This play was a little different as it was set in the Wynwood art district and the audience travelled from scene-to-scene on bicycles.
It began as we gathered next to the soon-to-be-demolished Miami Herald building.
Suddenly The White Rabbit appeared shouting, "I'm late, I'm late!".
When she jumped on her bike we followed. Soon the silly wabbit had us riding in a circle. We figured we were figuratively going down The Rabbit Hole. Ol' Floppy Ears then led us to a bay side park to see the first act of the play.
Tweedledum and Tweedledee were now Wynwood artists. They were not able to help Alice find the elusive rabbit. The Cheshire Cat befuddled her as well.
He had this amazing grin painted on his face.
When the first act ended we pedaled up streets, down alleyways, and pushed our way through an opening in a fence. This was an incredible eight mile ride took us to acts 2, 3, and things we had never seen in Miami before.
Who knew the "Something About Mary" house had been replaced by an ugly condo? That's so Miami... and so was the next day's adventure...
DEAD POETS PARADE
Today we crossed Biscayne Bay for the first "Poetry Is Dead Parade" on South Beach.
It was created by our friends that produced this month's O, Miami Poetry Festival. How lucky we were to see so many dead poets in one place! They included Sylvia Plath, Jose Marti (actually two of them!) and Gil Scott Heron.
We marched south in Lummus park fervently channeling the spirits of all expired rhymesters. It did not take long for us to make this under-appreciated art form rise from the grave. Spirits were high as this youthful group strutted its stuff.

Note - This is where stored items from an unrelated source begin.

//! Infrastructure Layer - Adapters and external integrations.
//!
//! This layer contains the concrete implementations of the port interfaces
//! defined in the application layer.

/// Market data feed adapters (stream, auth, catalog, REST).
pub mod feed;

/// Configuration loading.
pub mod config;

/// Prometheus metrics instrumentation.
pub mod metrics;

/// OpenTelemetry tracing integration.
pub mod telemetry;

King Mango even joined in even though he is neither a poet or dead.
The Grand Marshall was the sparkling Cuci Amador who sings for the popular band, Afrobeta. She was so enamored by the king's royal presence she burst into song. Of course it was one of her bouncy creations, "The Mango Song".
If it sounds like fun, it was. We look forward to both of these processions next year!